Il Liceo Palmieri celebra 150 anni di storia, l’Annuario rinasce nel cuore dell’Università

Presentazione dell’annuario a cura di UniSalento, nella giornata del 25 febbraio. Per il glorioso liceo leccese un ulteriore riconoscimento istituzionale

Il Liceo Classico e Musicale “G. Palmieri” di Lecce si appresta a vivere un momento di altissimo profilo istituzionale. Mercoledì 25 febbraio, presso l’Aula Chirico dell’Ex Monastero degli Olivetani, ore 16.30, si terrà la presentazione dell’Annuario, che riprende la sua pubblicazione, con un’edizione speciale che celebra il 150° anniversario della sua fondazione.

L’evento è fortemente voluto dal Centro Studi Osservatorio Donna ” B. Gelli”-Unisalento, guidato dalla Direttrice, prof.ssa Anna Rita Gabellone, e dalla prof.ssa Mariacarla De Giorgi, che coordina l’iniziativa nella duplice veste di docente universitaria e Presidente del Soroptimist International Club Lecce. Questa sinergia tra mondo accademico, istituzioni e associazionismo trasforma l’Annuario in un autentico laboratorio di ricerca sociale, con un focus approfondito sulla storia culturale e sociale del Liceo, sul rilievo della docenza, ma anche sul ruolo delle donne all’interno dell’istituzione scolastica.

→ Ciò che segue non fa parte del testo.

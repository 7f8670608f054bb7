/*!
 * Execution of decoded instructions. Each instruction class has one handler; the handler
 * performs the data movement and reports the flag values it computed, and `execute`
 * applies the descriptor's flag policy and selects the cycle count.
 */

use log::warn;
use strum::IntoEnumIterator;

use crate::component::{Addressable, ElapsedTime};
use crate::cpu::alu::{self, NIBBLE_MASK_16, NIBBLE_MASK_8};
use crate::cpu::catalog::{
    Access, BranchStatus, FlagModifier, InstructionClass, InstructionDescriptor, Operand,
    OperandSpec,
};
use crate::cpu::cpu::{Cpu, RunState};
use crate::cpu::decoder::{DecodedInstruction, OperandValue};
use crate::cpu::register::{Flag, Flags, Reg, WReg};
use crate::error::{Error, Result};
use crate::utils::BitField;

/// Base of the page addressed by LDH and `LD (C),A`.
const HIGH_PAGE: u16 = 0xff00;

/// What a handler reports back to the dispatcher.
#[derive(Debug, Default, Clone, Copy, PartialEq, Eq)]
pub struct Outcome {
    /// Values for the flags the policy marks as computed. Other fields are ignored.
    pub flags: Flags,
    pub branch: BranchStatus,
}

impl Outcome {
    fn none() -> Self {
        Self::default()
    }

    fn with_flags(flags: Flags) -> Self {
        Self {
            flags,
            branch: BranchStatus::NoBranch,
        }
    }

    fn branch(taken: bool) -> Self {
        Self {
            flags: Flags::default(),
            branch: if taken {
                BranchStatus::Branch
            } else {
                BranchStatus::NoBranch
            },
        }
    }
}

type Handler = fn(&mut Cpu, &mut dyn Addressable, &DecodedInstruction) -> Result<Outcome>;

/// The handler for an instruction class. The prefix escape has none: the decoder always
/// replaces it with the prefixed instruction.
pub fn handler_for(class: InstructionClass) -> Option<Handler> {
    use InstructionClass::*;

    let handler: Handler = match class {
        Ld => Cpu::load,
        Ldh => Cpu::load_high,
        Ldi => Cpu::load_increment,
        Ldd => Cpu::load_decrement,
        Ldhl => Cpu::load_hl_sp_offset,
        Push => Cpu::push_pair,
        Pop => Cpu::pop_pair,

        Add => Cpu::add,
        Adc => Cpu::add_with_carry,
        Sub => Cpu::subtract,
        Sbc => Cpu::subtract_with_carry,
        And => Cpu::and,
        Or => Cpu::or,
        Xor => Cpu::xor,
        Cp => Cpu::compare,
        Inc => Cpu::increment,
        Dec => Cpu::decrement,

        Daa => Cpu::decimal_adjust,
        Cpl => Cpu::complement,
        Ccf => Cpu::complement_carry,
        Scf => Cpu::set_carry,
        Nop => Cpu::no_operation,
        Halt => Cpu::halt,
        Stop => Cpu::stop,
        Di => Cpu::disable_interrupts,
        Ei => Cpu::enable_interrupts,

        Jp => Cpu::jump,
        Jr => Cpu::jump_relative,
        Call => Cpu::call,
        Ret => Cpu::ret,
        Reti => Cpu::ret_interrupt,
        Rst => Cpu::restart,

        Rlca | Rla | Rrca | Rra => Cpu::rotate_accumulator,
        Rlc | Rrc | Rl | Rr | Sla | Sra | Swap | Srl => Cpu::shift_operand,
        Bit => Cpu::test_bit,
        Res => Cpu::reset_bit,
        Set => Cpu::set_bit,

        Invalid => Cpu::illegal,
        Prefix => return None,
    };
    Some(handler)
}

/// Where an 8-bit operand lives once its address has been resolved.
#[derive(Debug, Clone, Copy, PartialEq, Eq)]
enum Location {
    Register(Reg),
    Memory(u16),
    Immediate(u8),
}

fn operand_mismatch(instruction: &DecodedInstruction, spec: &OperandSpec) -> Error {
    Error::catalog_defect(format!(
        "{} ({}) cannot use {} operand {:?} with {} access",
        instruction.descriptor().assembly,
        instruction.descriptor().class,
        spec.kind(),
        spec.operand,
        spec.access
    ))
}

fn read_word_at(memory: &mut dyn Addressable, address: u16) -> Result<u16> {
    let bytes = [
        memory.read_u8(address.into())?,
        memory.read_u8(address.wrapping_add(1).into())?,
    ];
    Ok(u16::from_le_bytes(bytes))
}

fn write_word_at(memory: &mut dyn Addressable, address: u16, value: u16) -> Result<()> {
    let [low, high] = value.to_le_bytes();
    memory.write_u8(address.into(), low)?;
    memory.write_u8(address.wrapping_add(1).into(), high)
}

fn zero_flags(value: u8) -> Flags {
    Flags {
        zero: value == 0,
        ..Flags::default()
    }
}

La scelta della prestigiosa sede universitaria, condivisa con entusiasmo dal Dirigente Scolastico del Liceo”Palmieri”, Prof. Raffaele Lattante, trova il pieno sostegno dell’Ateneo salentino, rappresentato dal Prorettore Prof Salvatore Rizzello, dal Direttore del Dipartimento di Scienze Umane e Sociali, Prof. Mariano Longo e dalla Senatrice accademica, Prof.ssa Elisa Rubino, la cui presenza sottolinea lo stretto legame tra la governance universitaria e la vita culturale del territorio. Il volume, curato dalla redattrice e curatrice, Prof.ssa Mariana Cocciolo, viene presentato come un’opera corale capace di far dialogare la memoria storica con le nuove frontiere del digitale.

Ad impreziosire l’incontro sono le relazioni degli autori, gli interventi musicali degli alunni e docenti del Palmieri e le prestigiose testimonianze di docenti universitari e professionisti, che tornano in questa occasione nella veste di ex “Palmierini”. Tra questi spicca la partecipazione del consigliere regionale Loredana Capone, la quale interviene non solo come massima carica istituzionale, ma come orgogliosa ex alunna, testimoniando il legame indissolubile tra la formazione ricevuta al liceo e l’impegno civile ai vertici della Regione.

In effetti fin dalle sue origini, il Liceo Palmieri non è stato solo una scuola, ma una vera officina del pensiero salentino. Fondato in un’epoca di grandi fermenti, ha rappresentato il primo presidio di istruzione superiore laica, formando le menti che hanno poi guidato la modernizzazione del Mezzogiorno.

Di rilievo è stato il ruolo svolto dal Palmieri per intere generazioni di donne. In un’epoca in cui l’istruzione superiore era spesso un privilegio circoscritto, il Palmieri è stato antesignano della formazione laica per le ragazze nel Salento.
Aprire le porte della cultura classica e scientifica alle studentesse sin dagli inizi del Novecento ha significato emancipazione culturale, indipendenza di pensiero, partecipazione alla vita civile. Da quelle aule sono uscite le prime donne professioniste, giuriste e intellettuali del territorio: un’eredità di parità che vede nelle docenti e nelle studentesse di ieri e di oggi le vere leader del domani.

L’iniziativa presso l’Università del Salento riafferma dunque la capacità del Liceo Palmieri di fare rete con le eccellenze del territorio, celebrando un traguardo storico che si proietta verso il futuro come ponte tra generazioni di intellettuali, cittadine e cittadini.